Aggadah is literature and should be treated as such. Its significance lies in the meaning which it bestows upon the human situation contained in it; in the answer it gives to the problems it raises. All this is given within a literary framework, hence the necessity to examine both the conceptual and the artistic aspects of the Aggadah. Conceptual differences create artistic differences according to the maxim: “The contents represent the question, the form its answer” 1 . Consequently two formulations of the same Aggadah constitute two creations different in their contents as well as in their form. The appearance of variants in the Aggadah 2 derives from man's inherent need to give different expression to different view-points.
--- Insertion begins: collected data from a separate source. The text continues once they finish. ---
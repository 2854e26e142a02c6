// ==========================================
// Testes do fluxo de etapas (ciclo de vida)
// ==========================================
// Cobertura:
// 1. autorização por papel nas transições
// 2. progresso derivado e conclusão do projeto
// 3. liberação de estrelas e contadores na conclusão
// 4. pausa/retomada com estado registrado
// 5. notificação emitida na transição
// ==========================================

mod test_helpers;

use amvali_core::api::ApiError;
use amvali_core::domain::types::{ProjectStatus, StageStatus, UserRole};
use amvali_core::domain::Principal;
use test_helpers::{gestor, municipal, new_project, seed_municipality, setup_env, tecnico};

#[test]
fn test_stage_update_requires_amvali_staff() {
    let (_db, env) = setup_env();
    let m = seed_municipality(&env, "Jaraguá do Sul", "JS");
    let project = env
        .project_api
        .create(&municipal(&m.id), new_project(&m.id, "Creche", 3))
        .unwrap();

    // Papel municipal não avança etapas (erro de autorização, sem efeito)
    let err = env
        .project_api
        .update_stage(&municipal(&m.id), &project.id, 0, StageStatus::Completed)
        .unwrap_err();
    assert!(matches!(err, ApiError::Authorization(_)));

    let unchanged = env.project_api.get(&gestor(), &project.id).unwrap();
    assert_eq!(unchanged.progress_percent, 0.0);

    // Técnico pode
    assert!(env
        .project_api
        .update_stage(&tecnico(), &project.id, 0, StageStatus::InProgress)
        .is_ok());
}

#[test]
fn test_progress_and_status_follow_stages() {
    let (_db, env) = setup_env();
    let m = seed_municipality(&env, "Guaramirim", "GR");
    let project = env
        .project_api
        .create(&gestor(), new_project(&m.id, "Drenagem", 3))
        .unwrap();

    let after = env
        .project_api
        .update_stage(&tecnico(), &project.id, 1, StageStatus::InProgress)
        .unwrap();
    assert_eq!(after.status, ProjectStatus::Briefing);
    assert!(after.stages[1].started_at.is_some());
    assert_eq!(after.progress_percent, 0.0);

    let after = env
        .project_api
        .update_stage(&tecnico(), &project.id, 1, StageStatus::Completed)
        .unwrap();
    assert!(after.stages[1].completed_at.is_some());
    assert!((after.progress_percent - 100.0 / 6.0).abs() < 1e-9);
}

#[test]
fn test_completing_all_stages_concludes_and_releases_stars() {
    let (_db, env) = setup_env();
    let m = seed_municipality(&env, "Schroeder", "SC");
    let project = env
        .project_api
        .create(&gestor(), new_project(&m.id, "Praça Central", 4))
        .unwrap();

    let committed = env.municipality_repo.find_by_id(&m.id).unwrap().unwrap();
    assert_eq!(committed.stars_in_area(project.project_type), 4);

    for index in 0..5 {
        env.project_api
            .update_stage(&tecnico(), &project.id, index, StageStatus::Completed)
            .unwrap();
    }
    let last = env
        .project_api
        .update_stage(&tecnico(), &project.id, 5, StageStatus::Completed)
        .unwrap();
    assert_eq!(last.status, ProjectStatus::Concluido);
    assert_eq!(last.progress_percent, 100.0);

    // Conclusão devolve as estrelas e conta o projeto concluído
    let released = env.municipality_repo.find_by_id(&m.id).unwrap().unwrap();
    assert_eq!(released.stars_in_area(project.project_type), 0);
    assert_eq!(released.completed_projects, 1);

    // Terminal: nenhuma transição de saída
    let err = env
        .project_api
        .update_stage(&tecnico(), &project.id, 0, StageStatus::InProgress)
        .unwrap_err();
    assert!(matches!(err, ApiError::InvalidStateTransition { .. }));
}

#[test]
fn test_pause_records_origin_and_resume_restores() {
    let (_db, env) = setup_env();
    let m = seed_municipality(&env, "Corupá", "CR");
    let project = env
        .project_api
        .create(&gestor(), new_project(&m.id, "Ponte", 3))
        .unwrap();

    env.project_api
        .update_stage(&tecnico(), &project.id, 4, StageStatus::InProgress)
        .unwrap();

    let paused = env.project_api.pause(&tecnico(), &project.id).unwrap();
    assert_eq!(paused.status, ProjectStatus::Pausado);
    assert_eq!(paused.paused_from, Some(ProjectStatus::Execucao));

    // Pausado não movimenta etapas
    let err = env
        .project_api
        .update_stage(&tecnico(), &project.id, 4, StageStatus::Completed)
        .unwrap_err();
    assert!(matches!(err, ApiError::InvalidStateTransition { .. }));

    let resumed = env.project_api.resume(&tecnico(), &project.id).unwrap();
    assert_eq!(resumed.status, ProjectStatus::Execucao);
    assert_eq!(resumed.paused_from, None);
}

#[test]
fn test_stage_update_emits_notification_to_municipality() {
    let (_db, env) = setup_env();
    let m = seed_municipality(&env, "Massaranduba", "MS");
    let project = env
        .project_api
        .create(&gestor(), new_project(&m.id, "Pavimentação", 2))
        .unwrap();

    env.project_api
        .update_stage(&tecnico(), &project.id, 0, StageStatus::Completed)
        .unwrap();

    // O município do projeto recebe a notificação
    let principal = Principal::new("prefeito-1", UserRole::Municipal).with_municipality(&m.id);
    let notifications = env.notification_api.list(&principal).unwrap();
    assert_eq!(notifications.len(), 1);
    assert!(notifications[0].title.contains("Solicitação Formal"));
    assert_eq!(notifications[0].project_id.as_deref(), Some(project.id.as_str()));

    // Marcar como lida
    env.notification_api
        .mark_read(&principal, &notifications[0].id)
        .unwrap();
    let after = env.notification_api.list(&principal).unwrap();
    assert!(after[0].read);
}

#[test]
fn test_invalid_stage_index_is_validation_error() {
    let (_db, env) = setup_env();
    let m = seed_municipality(&env, "Jaraguá do Sul", "JS");
    let project = env
        .project_api
        .create(&gestor(), new_project(&m.id, "Reforma", 2))
        .unwrap();

    let err = env
        .project_api
        .update_stage(&tecnico(), &project.id, 42, StageStatus::Completed)
        .unwrap_err();
    assert!(matches!(err, ApiError::Validation(_)));
}
// ==========================================
// Portal IntraAMVALI - Camada de configuração
// ==========================================

pub mod config_manager;

pub use config_manager::{CapacityParams, ConfigManager, IprDivisors};
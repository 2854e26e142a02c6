// ==========================================
// Portal IntraAMVALI - Serviço externo de diagnóstico
// ==========================================
// O diagnóstico de complexidade é uma capacidade polimórfica atrás de
// trait: o núcleo de pontuação/ordenação permanece determinístico e
// testável sem o backend de raciocínio (stub nos testes).
// ==========================================

pub mod client;
pub mod error;
pub mod types;

use async_trait::async_trait;

pub use client::ClaudeAdvisor;
pub use error::AdvisorError;
pub use types::{
    AllocationSuggestion, AllocationSuggestionRequest, ComplexityDiagnosis, DiagnosisRequest,
    TeamSnapshot,
};

/// Capacidade consultiva de diagnóstico.
///
/// Saída nunca é autoritativa para avanço de workflow; falha é da
/// classe dependência (retryável, sem efeito sobre o estado).
#[async_trait]
pub trait ComplexityAdvisor: Send + Sync {
    async fn diagnose(
        &self,
        request: &DiagnosisRequest,
    ) -> Result<ComplexityDiagnosis, AdvisorError>;

    async fn suggest_allocation(
        &self,
        request: &AllocationSuggestionRequest,
    ) -> Result<AllocationSuggestion, AdvisorError>;
}

// ==========================================
// DisabledAdvisor
// ==========================================
// Usado quando não há chave de API configurada: toda chamada falha
// como dependência indisponível; a complexidade permanece ausente.
pub struct DisabledAdvisor;

#[async_trait]
impl ComplexityAdvisor for DisabledAdvisor {
    async fn diagnose(
        &self,
        _request: &DiagnosisRequest,
    ) -> Result<ComplexityDiagnosis, AdvisorError> {
        Err(AdvisorError::NotConfigured)
    }

    async fn suggest_allocation(
        &self,
        _request: &AllocationSuggestionRequest,
    ) -> Result<AllocationSuggestion, AdvisorError> {
        Err(AdvisorError::NotConfigured)
    }
}
// ==========================================
// Portal IntraAMVALI - Engine de ordenação da fila técnica
// ==========================================
// Responsabilidade: ordem total e reprodutível da fila de execução
// Entrada: projetos candidatos (qualquer situação)
// Saída: sequência ordenada dos elegíveis
// ==========================================
// Chaves de ordenação:
// 1) ipr_score decrescente
// 2) priority (estrelas) decrescente
// 3) created_at crescente (solicitação mais antiga vence)
// 4) id crescente (desempate final determinístico)
//
// Elegibilidade: status em {validacao, execucao} E complexidade
// classificada. Projeto sem diagnóstico existe no sistema mas não
// entra na fila - nunca é pontuado como zero.
// ==========================================

use crate::domain::project::Project;
use std::cmp::Ordering;

// ==========================================
// QueueRanker
// ==========================================
pub struct QueueRanker {
    // engine sem estado
}

impl QueueRanker {
    pub fn new() -> Self {
        Self {}
    }

    /// Ordena os candidatos elegíveis à fila
    ///
    /// A ordenação é uma projeção de leitura: nenhuma posição é
    /// persistida; chamadas repetidas sobre os mesmos dados produzem
    /// sequências idênticas.
    pub fn rank(&self, projects: Vec<Project>) -> Vec<Project> {
        let mut eligible: Vec<Project> = projects
            .into_iter()
            .filter(|p| Self::is_rankable(p))
            .collect();
        eligible.sort_by(|a, b| self.compare(a, b));
        eligible
    }

    /// Elegível à fila: situação correta e complexidade conhecida
    pub fn is_rankable(project: &Project) -> bool {
        project.status.is_queue_eligible()
            && project.complexity.is_some()
            && project.ipr_score.is_some()
    }

    /// Comparação pelas quatro chaves; Ordering::Less = a na frente
    fn compare(&self, a: &Project, b: &Project) -> Ordering {
        // 1. IPR decrescente (is_rankable garante Some)
        let ipr_a = a.ipr_score.unwrap_or(f64::NEG_INFINITY);
        let ipr_b = b.ipr_score.unwrap_or(f64::NEG_INFINITY);
        match ipr_b.total_cmp(&ipr_a) {
            Ordering::Equal => {}
            other => return other,
        }

        // 2. Prioridade (estrelas) decrescente
        match b.priority.cmp(&a.priority) {
            Ordering::Equal => {}
            other => return other,
        }

        // 3. Criação crescente
        match a.created_at.cmp(&b.created_at) {
            Ordering::Equal => {}
            other => return other,
        }

        // 4. Identidade crescente
        a.id.cmp(&b.id)
    }
}

impl Default for QueueRanker {
    fn default() -> Self {
        Self::new()
    }
}
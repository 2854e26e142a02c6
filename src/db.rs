// ==========================================
// Portal IntraAMVALI - Infraestrutura SQLite
// ==========================================
// Objetivos:
// - Unificar PRAGMA em todas as aberturas de conexão (foreign_keys,
//   busy_timeout), evitando comportamento divergente entre módulos
// - Bootstrap idempotente do schema (CREATE TABLE IF NOT EXISTS)
// ==========================================

use rusqlite::Connection;
use std::time::Duration;

/// busy_timeout padrão (milissegundos)
pub const DEFAULT_BUSY_TIMEOUT_MS: u64 = 5_000;

/// Versão de schema esperada pelo código atual
pub const CURRENT_SCHEMA_VERSION: i64 = 1;

/// Configura a conexão SQLite com os PRAGMA unificados
///
/// foreign_keys e busy_timeout precisam ser aplicados por conexão.
pub fn configure_sqlite_connection(conn: &Connection) -> rusqlite::Result<()> {
    conn.execute_batch("PRAGMA foreign_keys = ON;")?;
    conn.busy_timeout(Duration::from_millis(DEFAULT_BUSY_TIMEOUT_MS))?;
    Ok(())
}

/// Abre uma conexão SQLite já configurada
pub fn open_sqlite_connection(db_path: &str) -> rusqlite::Result<Connection> {
    let conn = Connection::open(db_path)?;
    configure_sqlite_connection(&conn)?;
    Ok(conn)
}

/// Inicializa o schema do núcleo (idempotente)
///
/// # Tabelas
/// - config_scope / config_kv: parâmetros nomeados (escopo global)
/// - municipality: municípios consorciados + saldo de estrelas por área
/// - technician: equipe técnica e contadores de carga
/// - project: projetos, etapas (JSON), lock otimista via revision
/// - notification: notificações emitidas em transições de etapa
pub fn init_schema(conn: &Connection) -> rusqlite::Result<()> {
    conn.execute_batch(
        r#"
        CREATE TABLE IF NOT EXISTS schema_version (
            version INTEGER PRIMARY KEY,
            applied_at TEXT NOT NULL DEFAULT (datetime('now'))
        );

        CREATE TABLE IF NOT EXISTS config_scope (
            scope_id TEXT PRIMARY KEY,
            scope_type TEXT NOT NULL,
            scope_key TEXT NOT NULL,
            created_at TEXT NOT NULL DEFAULT (datetime('now')),
            UNIQUE(scope_type, scope_key)
        );

        INSERT OR IGNORE INTO config_scope (scope_id, scope_type, scope_key)
        VALUES ('global', 'GLOBAL', 'global');

        CREATE TABLE IF NOT EXISTS config_kv (
            scope_id TEXT NOT NULL REFERENCES config_scope(scope_id) ON DELETE CASCADE,
            key TEXT NOT NULL,
            value TEXT NOT NULL,
            updated_at TEXT NOT NULL DEFAULT (datetime('now')),
            PRIMARY KEY (scope_id, key)
        );

        CREATE TABLE IF NOT EXISTS municipality (
            id TEXT PRIMARY KEY,
            name TEXT NOT NULL,
            code TEXT NOT NULL UNIQUE,
            contact_email TEXT NOT NULL,
            contact_phone TEXT,
            engagement_score REAL NOT NULL DEFAULT 0,
            meeting_participations INTEGER NOT NULL DEFAULT 0,
            clarity_score REAL NOT NULL DEFAULT 0,
            financial_regularity INTEGER NOT NULL DEFAULT 1,
            total_projects INTEGER NOT NULL DEFAULT 0,
            completed_projects INTEGER NOT NULL DEFAULT 0,
            active_stars_json TEXT NOT NULL DEFAULT '{}',
            created_at TEXT NOT NULL
        );

        CREATE TABLE IF NOT EXISTS technician (
            id TEXT PRIMARY KEY,
            name TEXT NOT NULL,
            email TEXT NOT NULL UNIQUE,
            specialties_json TEXT NOT NULL DEFAULT '[]',
            workload_hours INTEGER NOT NULL DEFAULT 40,
            active_projects INTEGER NOT NULL DEFAULT 0,
            created_at TEXT NOT NULL
        );

        CREATE TABLE IF NOT EXISTS project (
            id TEXT PRIMARY KEY,
            title TEXT NOT NULL,
            description TEXT NOT NULL,
            project_type TEXT NOT NULL,
            municipality_id TEXT NOT NULL REFERENCES municipality(id),
            municipality_name TEXT NOT NULL,
            priority INTEGER NOT NULL DEFAULT 3,
            complexity TEXT,
            impact_score INTEGER NOT NULL DEFAULT 1,
            urgency_score INTEGER NOT NULL DEFAULT 1,
            cost_score INTEGER NOT NULL DEFAULT 1,
            ipr_score REAL,
            status TEXT NOT NULL,
            paused_from TEXT,
            stages_json TEXT NOT NULL DEFAULT '[]',
            progress_percent REAL NOT NULL DEFAULT 0,
            assigned_team_json TEXT NOT NULL DEFAULT '[]',
            location TEXT,
            scope TEXT,
            purpose TEXT,
            estimated_deadline TEXT,
            ai_justification TEXT,
            created_at TEXT NOT NULL,
            updated_at TEXT NOT NULL,
            revision INTEGER NOT NULL DEFAULT 0
        );

        CREATE INDEX IF NOT EXISTS idx_project_status ON project(status);
        CREATE INDEX IF NOT EXISTS idx_project_municipality ON project(municipality_id);

        CREATE TABLE IF NOT EXISTS notification (
            id TEXT PRIMARY KEY,
            user_id TEXT NOT NULL,
            title TEXT NOT NULL,
            message TEXT NOT NULL,
            notification_type TEXT NOT NULL DEFAULT 'info',
            read INTEGER NOT NULL DEFAULT 0,
            project_id TEXT,
            created_at TEXT NOT NULL
        );

        CREATE INDEX IF NOT EXISTS idx_notification_user ON notification(user_id);

        INSERT OR IGNORE INTO schema_version (version) VALUES (1);
        "#,
    )?;

    Ok(())
}

/// Lê a versão de schema registrada (None se a tabela não existir)
pub fn read_schema_version(conn: &Connection) -> rusqlite::Result<Option<i64>> {
    use rusqlite::OptionalExtension;

    let has_table: bool = conn
        .query_row(
            "SELECT 1 FROM sqlite_master WHERE type='table' AND name='schema_version' LIMIT 1",
            [],
            |_row| Ok(true),
        )
        .optional()?
        .unwrap_or(false);

    if !has_table {
        return Ok(None);
    }

    let v: Option<i64> =
        conn.query_row("SELECT MAX(version) FROM schema_version", [], |row| row.get(0))?;
    Ok(v)
}
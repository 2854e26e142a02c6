// ==========================================
// Portal IntraAMVALI - Camada de domínio
// ==========================================

pub mod municipality;
pub mod notification;
pub mod project;
pub mod technician;
pub mod types;

pub use municipality::{EngagementUpdate, Municipality, NewMunicipality};
pub use notification::Notification;
pub use project::{NewProject, Project, ProjectPatch, ProjectStage};
pub use technician::{AssignedProjectRef, TeamMember, Technician, DEFAULT_WORKLOAD_HOURS};
pub use types::{Complexity, Principal, ProjectStatus, ProjectType, StageStatus, UserRole};
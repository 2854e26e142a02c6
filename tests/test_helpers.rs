// ==========================================
// Auxiliares de teste
// ==========================================
#![allow(dead_code)] // cada binário de teste usa um subconjunto
// ==========================================
// Banco temporário com schema real + montagem das APIs sobre uma
// conexão compartilhada, espelhando a composição da aplicação.
// ==========================================

use std::sync::{Arc, Mutex};

use rusqlite::Connection;
use tempfile::NamedTempFile;

use amvali_core::api::{
    DashboardApi, MunicipalityApi, NotificationApi, ProjectApi, QueueApi, TeamApi,
};
use amvali_core::config::{CapacityParams, IprDivisors};
use amvali_core::db::{init_schema, open_sqlite_connection};
use amvali_core::domain::municipality::{Municipality, NewMunicipality};
use amvali_core::domain::project::NewProject;
use amvali_core::domain::technician::Technician;
use amvali_core::domain::types::{Principal, ProjectType, UserRole};
use amvali_core::engine::{
    CapacityEngine, PriorityBudget, QueueRanker, ScoringEngine, StageMachine,
};
use amvali_core::repository::{
    MunicipalityRepository, NotificationRepository, ProjectRepository, TechnicianRepository,
};

/// Cria um banco temporário com o schema inicializado
pub fn create_test_db() -> (NamedTempFile, String) {
    let temp_file = NamedTempFile::new().expect("falha ao criar arquivo temporário");
    let db_path = temp_file.path().to_str().unwrap().to_string();

    let conn = open_sqlite_connection(&db_path).expect("falha ao abrir conexão");
    init_schema(&conn).expect("falha ao inicializar schema");

    (temp_file, db_path)
}

/// Ambiente de teste com repositórios e APIs montados
pub struct TestEnv {
    pub conn: Arc<Mutex<Connection>>,
    pub project_repo: Arc<ProjectRepository>,
    pub municipality_repo: Arc<MunicipalityRepository>,
    pub technician_repo: Arc<TechnicianRepository>,
    pub notification_repo: Arc<NotificationRepository>,
    pub scoring: Arc<ScoringEngine>,
    pub budget: Arc<PriorityBudget>,
    pub project_api: Arc<ProjectApi>,
    pub queue_api: Arc<QueueApi>,
    pub team_api: Arc<TeamApi>,
    pub dashboard_api: Arc<DashboardApi>,
    pub municipality_api: Arc<MunicipalityApi>,
    pub notification_api: Arc<NotificationApi>,
}

/// Monta o ambiente completo sobre um banco novo
pub fn setup_env() -> (NamedTempFile, TestEnv) {
    let (temp_file, db_path) = create_test_db();
    let conn = Arc::new(Mutex::new(
        open_sqlite_connection(&db_path).expect("falha ao abrir conexão"),
    ));

    let project_repo = Arc::new(ProjectRepository::new(conn.clone()));
    let municipality_repo = Arc::new(MunicipalityRepository::new(conn.clone()));
    let technician_repo = Arc::new(TechnicianRepository::new(conn.clone()));
    let notification_repo = Arc::new(NotificationRepository::new(conn.clone()));

    let scoring = Arc::new(ScoringEngine::new(IprDivisors::default()));
    let capacity = Arc::new(CapacityEngine::new(CapacityParams::default()));
    let budget = Arc::new(PriorityBudget::new(5));
    let ranker = Arc::new(QueueRanker::new());
    let stage_machine = Arc::new(StageMachine::new());

    let project_api = Arc::new(ProjectApi::new(
        project_repo.clone(),
        municipality_repo.clone(),
        notification_repo.clone(),
        scoring.clone(),
        stage_machine,
        budget.clone(),
    ));
    let queue_api = Arc::new(QueueApi::new(project_repo.clone(), ranker));
    let team_api = Arc::new(TeamApi::new(
        technician_repo.clone(),
        project_repo.clone(),
        capacity.clone(),
    ));
    let dashboard_api = Arc::new(DashboardApi::new(
        project_repo.clone(),
        technician_repo.clone(),
        municipality_repo.clone(),
        capacity,
        30,
    ));
    let municipality_api = Arc::new(MunicipalityApi::new(municipality_repo.clone()));
    let notification_api = Arc::new(NotificationApi::new(notification_repo.clone()));

    (
        temp_file,
        TestEnv {
            conn,
            project_repo,
            municipality_repo,
            technician_repo,
            notification_repo,
            scoring,
            budget,
            project_api,
            queue_api,
            team_api,
            dashboard_api,
            municipality_api,
            notification_api,
        },
    )
}

// ==========================================
// Principals de teste
// ==========================================

pub fn gestor() -> Principal {
    Principal::new("gestor-1", UserRole::GestorAmvali)
}

pub fn tecnico() -> Principal {
    Principal::new("tecnico-1", UserRole::TecnicoAmvali)
}

pub fn municipal(municipality_id: &str) -> Principal {
    Principal::new("municipal-1", UserRole::Municipal).with_municipality(municipality_id)
}

// ==========================================
// Seeds
// ==========================================

/// Cadastra um município via API (como faria a gestão)
pub fn seed_municipality(env: &TestEnv, name: &str, code: &str) -> Municipality {
    env.municipality_api
        .create(
            &gestor(),
            NewMunicipality {
                name: name.to_string(),
                code: code.to_string(),
                contact_email: format!("contato@{}.sc.gov.br", code.to_lowercase()),
                contact_phone: None,
            },
        )
        .expect("falha ao cadastrar município")
}

/// Payload de criação de projeto com insumos padrão
pub fn new_project(municipality_id: &str, title: &str, priority: i32) -> NewProject {
    NewProject {
        title: title.to_string(),
        description: format!("Descrição de {}", title),
        project_type: ProjectType::Pavimentacao,
        municipality_id: municipality_id.to_string(),
        priority,
        location: None,
        scope: None,
        purpose: None,
        impact_score: 7,
        urgency_score: 6,
        cost_score: 5,
    }
}

/// Insere um técnico com carga declarada
pub fn seed_technician(env: &TestEnv, name: &str, workload_hours: i32) -> Technician {
    let slug = name.to_lowercase().replace(' ', ".");
    let mut technician = Technician::new(name, format!("{}@amvali.org.br", slug));
    technician.workload_hours = workload_hours;
    technician.specialties = vec![ProjectType::Pavimentacao, ProjectType::Edificacao];
    env.technician_repo
        .insert(&technician)
        .expect("falha ao inserir técnico");
    technician
}
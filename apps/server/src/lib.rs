//! # tally-server: HTTP API
//!
//! ## Routes
//! ```text
//! ┌─────────────────────────────────────────────────────────────────────────┐
//! │  POST /api/sales                          commit a cart                 │
//! │  GET  /api/sales/{sale_id}                sale header + items           │
//! │  POST /api/sales/{sale_id}/refund         refund a completed sale       │
//! │                                                                         │
//! │  GET  /api/inventory/low-stock            at or below reorder level     │
//! │  GET  /api/inventory/{product}/{branch}   stock + recent movements      │
//! │  POST /api/inventory/receive              IN movement                   │
//! │  POST /api/inventory/adjust               ADJUSTMENT movement           │
//! │  POST /api/inventory/transfer             TRANSFER movements            │
//! │                                                                         │
//! │  GET  /api/customers/{id}/loyalty         balance + history             │
//! │  GET  /health                             database health               │
//! └─────────────────────────────────────────────────────────────────────────┘
//! ```

pub mod auth;
pub mod config;
pub mod error;
pub mod routes;

use axum::Router;
use tower_http::trace::TraceLayer;

use tally_checkout::{CheckoutService, CheckoutSettings, InventoryService, LoyaltyService};
use tally_db::Database;

pub use auth::AuthCaller;
pub use config::{ConfigError, ServerConfig};
pub use error::{ApiError, ApiResult, ErrorCode};

/// Shared handler state.
#[derive(Clone)]
pub struct AppState {
    pub db: Database,
    pub checkout: CheckoutService,
    pub inventory: InventoryService,
    pub loyalty: LoyaltyService,
}

impl AppState {
    pub fn new(db: Database, settings: CheckoutSettings) -> Self {
        AppState {
            checkout: CheckoutService::new(db.clone(), settings.clone()),
            inventory: InventoryService::new(db.clone(), settings),
            loyalty: LoyaltyService::new(db.clone()),
            db,
        }
    }
}

/// Builds the application router.
pub fn build_router(state: AppState) -> Router {
    Router::new()
        .nest("/api", routes::api_routes())
        .merge(routes::health::router())
        .layer(TraceLayer::new_for_http())
        .with_state(state)
}
//! Read-only view of a customer's loyalty standing.

use serde::{Deserialize, Serialize};
use ts_rs::TS;

use crate::error::{CheckoutError, CheckoutResult};
use tally_core::{Caller, Capability, LoyaltyTransaction};
use tally_db::Database;

/// Ledger entries returned with a balance.
pub const HISTORY_LIMIT: i64 = 50;

#[derive(Debug, Clone, PartialEq, Eq, Serialize, Deserialize, TS)]
#[ts(export)]
#[serde(rename_all = "camelCase")]
pub struct CustomerLoyalty {
    pub customer_id: i64,
    pub name: String,
    pub loyalty_points: i64,
    pub total_purchases_cents: i64,
    /// Newest first.
    pub history: Vec<LoyaltyTransaction>,
}

#[derive(Debug, Clone)]
pub struct LoyaltyService {
    db: Database,
}

impl LoyaltyService {
    pub fn new(db: Database) -> Self {
        LoyaltyService { db }
    }

    pub async fn customer_loyalty(
        &self,
        caller: &Caller,
        customer_id: i64,
    ) -> CheckoutResult<CustomerLoyalty> {
        caller.require(Capability::ViewLoyalty)?;

        let customers = self.db.customers();
        let customer = customers
            .get_by_id(customer_id)
            .await?
            .ok_or_else(|| CheckoutError::not_found("Customer", customer_id))?;
        let history = customers.loyalty_history(customer_id, HISTORY_LIMIT).await?;

        Ok(CustomerLoyalty {
            customer_id: customer.id,
            name: customer.name,
            loyalty_points: customer.loyalty_points,
            total_purchases_cents: customer.total_purchases_cents,
            history,
        })
    }
}

#[cfg(test)]
mod tests {
    use super::*;
    use crate::testing::{admin, seeded_db};
    use tally_core::Role;

    #[tokio::test]
    async fn test_unknown_customer() {
        let loyalty = LoyaltyService::new(seeded_db().await);
        let err = loyalty.customer_loyalty(&admin(), 404).await.unwrap_err();
        assert!(matches!(err, CheckoutError::NotFound { .. }));
    }

    #[tokio::test]
    async fn test_inventory_manager_cannot_view_loyalty() {
        let loyalty = LoyaltyService::new(seeded_db().await);
        let caller = Caller::new(5, Role::InventoryManager, None);
        let err = loyalty.customer_loyalty(&caller, 42).await.unwrap_err();
        assert!(matches!(err, CheckoutError::Forbidden(_)));
    }

    #[tokio::test]
    async fn test_fresh_customer_has_empty_history() {
        let loyalty = LoyaltyService::new(seeded_db().await);
        let standing = loyalty.customer_loyalty(&admin(), 42).await.unwrap();
        assert_eq!(standing.name, "Ada");
        assert_eq!(standing.loyalty_points, 0);
        assert!(standing.history.is_empty());
    }
}
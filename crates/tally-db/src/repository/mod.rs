//! # Repository Module
//!
//! Database repository implementations for Tally.
//!
//! ## Two Calling Styles
//! ```text
//! ┌─────────────────────────────────────────────────────────────────────────┐
//! │                                                                         │
//! │  Standalone (owns its transaction)                                     │
//! │       db.inventory().receive(7, 1, 24, ...)                            │
//! │       │                                                                 │
//! │       ▼                                                                 │
//! │  StockLedger ── pool.begin() ── receive_in(&mut tx) ── commit          │
//! │                                                                         │
//! │  Joined (caller owns the transaction)                                  │
//! │       let mut tx = db.begin().await?;                                  │
//! │       StockLedger::reserve_and_decrement_in(&mut tx, ...)              │
//! │       SaleRepository::insert_sale_in(&mut tx, ...)                     │
//! │       CustomerRepository::apply_purchase_in(&mut tx, ...)              │
//! │       tx.commit()                                                      │
//! │                                                                         │
//! │  Every `*_in` function takes `&mut SqliteConnection`, so a sale's      │
//! │  writes land together or not at all.                                   │
//! └─────────────────────────────────────────────────────────────────────────┘
//! ```
//!
//! ## Available Repositories
//!
//! - [`catalog::CatalogRepository`] - Branch and product lookups
//! - [`inventory::StockLedger`] - Stock levels and movements
//! - [`sale_number::SaleNumberRepository`] - Per-branch sale numbers
//! - [`idempotency::IdempotencyRepository`] - Replay records for commits
//! - [`sale::SaleRepository`] - Sales and sale items
//! - [`customer::CustomerRepository`] - Loyalty balances and ledger

pub mod catalog;
pub mod customer;
pub mod idempotency;
pub mod inventory;
pub mod sale;
pub mod sale_number;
Every variant expresses its own view of life—the outcome of a period, a society or a creative personality. Every variant of an Aggadah is an independent literary creation in is own right. Its significance is revaled in all aspects of the literary creation: in the characters, plot, structure and idea. The variants of the story about the early life of Rabbi Eliezer ben Hyrcanus to be analysed in this article will serve as an example. We also hope to establish the chronology of these variants by textual and literary analysis. The criterion of the time when the various Midrashim where edited is not sufficient for our present purpose, both, because the inclusion of a certain Aggadah in an early Midrash and of its variant in a late Midrash is not enough in itself for establishing the respective times of composition, and because, as happens to be the case in our example, two variants belonging to different periods may appear in the very same Midrash. Let us therefore examine the literary aspects of the Aggadah: the fashioning of its characters, the development of the plot and the structure of the Aggadah, as regards its adherence to the historical truth on the one hand, and to the conceptual tendency on the other—all this in the light of the assumption that a different formulation expresses different orientation manifested both in contents and form.